Study material Block Start

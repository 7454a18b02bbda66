use anyhow::{bail, Context, Result};
use serde::{Deserialize, Serialize};
use std::path::{Path, PathBuf};
use std::time::Duration;
use tracing::warn;

use crate::models::SourceEntry;

pub const DEFAULT_CLASSIFIER_URL: &str =
    "https://api-inference.huggingface.co/models/facebook/bart-large-mnli";

pub const DEFAULT_FOOTER: &str = "Theta Bot";

#[derive(Debug, Clone, Default, Serialize, Deserialize)]
#[serde(default)]
pub struct Config {
    pub database: DatabaseConfig,
    pub sources: SourcesConfig,
    pub scheduler: SchedulerConfig,
    pub classifier: ClassifierConfig,
    pub chat: ChatConfig,
    pub announcer: AnnouncerConfig,
    pub web: WebConfig,
}

#[derive(Debug, Clone, Serialize, Deserialize)]
#[serde(default)]
pub struct DatabaseConfig {
    pub url: String,
    pub max_connections: Option<u32>,
}

#[derive(Debug, Clone, Serialize, Deserialize)]
#[serde(default)]
pub struct SourcesConfig {
    /// `name: url` pairs, one per line
    pub repos_file: PathBuf,
    pub fetch_timeout_secs: u64,
    pub user_agent: String,
}

#[derive(Debug, Clone, Serialize, Deserialize)]
#[serde(default)]
pub struct SchedulerConfig {
    pub interval_minutes: u64,
    pub run_on_startup: bool,
}

#[derive(Debug, Clone, Serialize, Deserialize)]
#[serde(default)]
pub struct ClassifierConfig {
    pub enabled: bool,
    pub api_url: String,
    /// Read from `HUGGINGFACE_TOKEN`; never written back to the config file
    #[serde(skip_serializing)]
    pub token: Option<String>,
    pub labels: Vec<String>,
    pub confidence_threshold: f64,
    pub timeout_secs: u64,
    pub model_loading_retry_secs: u64,
    pub request_delay_ms: u64,
    pub rate_limit: BackoffConfig,
}

#[derive(Debug, Clone, Serialize, Deserialize)]
#[serde(default)]
pub struct BackoffConfig {
    pub max_attempts: u32,
    pub initial_delay_ms: u64,
    pub max_delay_ms: u64,
}

#[derive(Debug, Clone, Serialize, Deserialize)]
#[serde(default)]
pub struct ChatConfig {
    /// Read from `DISCORD_WEBHOOK_URL`; never written back to the config file
    #[serde(skip_serializing)]
    pub webhook_url: Option<String>,
    pub username: String,
    /// Leading text of every announcement footer, followed by the source name
    pub footer: String,
}

#[derive(Debug, Clone, Serialize, Deserialize)]
#[serde(default)]
pub struct AnnouncerConfig {
    pub batch_size: i64,
    pub pacing_ms: u64,
}

#[derive(Debug, Clone, Serialize, Deserialize)]
#[serde(default)]
pub struct WebConfig {
    pub enabled: bool,
    pub host: String,
    pub port: u16,
}

impl Default for DatabaseConfig {
    fn default() -> Self {
        Self {
            url: "sqlite://./data/thetabot.db".to_string(),
            max_connections: Some(5),
        }
    }
}

impl Default for SourcesConfig {
    fn default() -> Self {
        Self {
            repos_file: PathBuf::from("./data/repos.txt"),
            fetch_timeout_secs: 30,
            user_agent: format!("ThetaBot/{}", env!("CARGO_PKG_VERSION")),
        }
    }
}

impl Default for SchedulerConfig {
    fn default() -> Self {
        Self {
            interval_minutes: 120,
            run_on_startup: true,
        }
    }
}

impl Default for ClassifierConfig {
    fn default() -> Self {
        Self {
            enabled: true,
            api_url: DEFAULT_CLASSIFIER_URL.to_string(),
            token: None,
            labels: [
                "Computer Science",
                "Electrical Engineering",
                "Mechanical Engineering",
                "Civil Engineering",
                "Chemical Engineering",
                "Biomedical Engineering",
            ]
            .iter()
            .map(|label| label.to_string())
            .collect(),
            confidence_threshold: 0.5,
            timeout_secs: 30,
            model_loading_retry_secs: 20,
            request_delay_ms: 500,
            rate_limit: BackoffConfig::default(),
        }
    }
}

impl Default for BackoffConfig {
    fn default() -> Self {
        Self {
            max_attempts: 3,
            initial_delay_ms: 2_000,
            max_delay_ms: 30_000,
        }
    }
}

impl Default for ChatConfig {
    fn default() -> Self {
        Self {
            webhook_url: None,
            username: "Theta Bot".to_string(),
            footer: DEFAULT_FOOTER.to_string(),
        }
    }
}

impl Default for AnnouncerConfig {
    fn default() -> Self {
        Self {
            batch_size: 50,
            pacing_ms: 1_000,
        }
    }
}

impl Default for WebConfig {
    fn default() -> Self {
        Self {
            enabled: true,
            host: "127.0.0.1".to_string(),
            port: 8080,
        }
    }
}

impl Config {
    /// Load `path`, writing a default config there first when it is missing.
    /// Environment overrides are applied on top.
    pub fn load(path: impl AsRef<Path>) -> Result<Self> {
        let path = path.as_ref();

        let mut config = if path.exists() {
            let contents = std::fs::read_to_string(path)
                .with_context(|| format!("reading config file {}", path.display()))?;
            toml::from_str(&contents)
                .with_context(|| format!("parsing config file {}", path.display()))?
        } else {
            let default_config = Self::default();
            let contents = toml::to_string_pretty(&default_config)?;
            if let Some(parent) = path.parent().filter(|p| !p.as_os_str().is_empty()) {
                std::fs::create_dir_all(parent)?;
            }
            std::fs::write(path, contents)?;
            default_config
        };

        config.apply_env_overrides();
        Ok(config)
    }

    /// Secrets and deployment-specific values come from the environment.
    pub fn apply_env_overrides(&mut self) {
        if let Some(url) = non_empty_env("DATABASE_URL") {
            self.database.url = url;
        }
        if let Some(webhook) = non_empty_env("DISCORD_WEBHOOK_URL") {
            self.chat.webhook_url = Some(webhook);
        }
        if let Some(token) = non_empty_env("HUGGINGFACE_TOKEN") {
            self.classifier.token = Some(token);
        }
    }

    /// Startup validation. `require_chat` is false for dry runs.
    pub fn validate(&self, require_chat: bool) -> Result<()> {
        if self.scheduler.interval_minutes == 0 {
            bail!("scheduler.interval_minutes must be greater than zero");
        }
        if !(0.0..=1.0).contains(&self.classifier.confidence_threshold) {
            bail!(
                "classifier.confidence_threshold must be between 0 and 1, got {}",
                self.classifier.confidence_threshold
            );
        }
        if self.classifier.enabled && self.classifier.labels.is_empty() {
            bail!("classifier.labels must list at least one candidate label");
        }
        if self.announcer.batch_size <= 0 {
            bail!("announcer.batch_size must be greater than zero");
        }
        if require_chat {
            match self.chat.webhook_url.as_deref() {
                Some(webhook) => {
                    url::Url::parse(webhook).context("DISCORD_WEBHOOK_URL is not a valid URL")?;
                }
                None => bail!("DISCORD_WEBHOOK_URL is not set"),
            }
        }
        Ok(())
    }

    pub fn scheduler_interval(&self) -> Duration {
        Duration::from_secs(self.scheduler.interval_minutes * 60)
    }
}

fn non_empty_env(key: &str) -> Option<String> {
    std::env::var(key).ok().filter(|value| !value.trim().is_empty())
}

/// Read the origin list file.
pub fn load_repos(path: impl AsRef<Path>) -> Result<Vec<SourceEntry>> {
    let path = path.as_ref();
    let contents = std::fs::read_to_string(path)
        .with_context(|| format!("reading origin list {}", path.display()))?;
    Ok(parse_repos(&contents))
}

/// Parse `name: url` lines. Blank lines, `#` comments, lines without a colon
/// and entries whose URL does not parse are ignored.
pub fn parse_repos(contents: &str) -> Vec<SourceEntry> {
    contents
        .lines()
        .map(str::trim)
        .filter(|line| !line.is_empty() && !line.starts_with('#'))
        .filter_map(|line| {
            let (name, url) = line.split_once(':')?;
            let (name, url) = (name.trim(), url.trim());
            match url::Url::parse(url) {
                Ok(_) => Some(SourceEntry {
                    name: name.to_string(),
                    url: url.to_string(),
                }),
                Err(e) => {
                    warn!("Ignoring origin '{}' with invalid URL '{}': {}", name, url, e);
                    None
                }
            }
        })
        .collect()
}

Study material Block End

**Exercise objective:** Whenever a line of the data includes "parent", copy that line.

**Answer:**
            if let Some(parent) = path.parent().filter(|p| !p.as_os_str().is_empty()) {
                std::fs::create_dir_all(parent)?;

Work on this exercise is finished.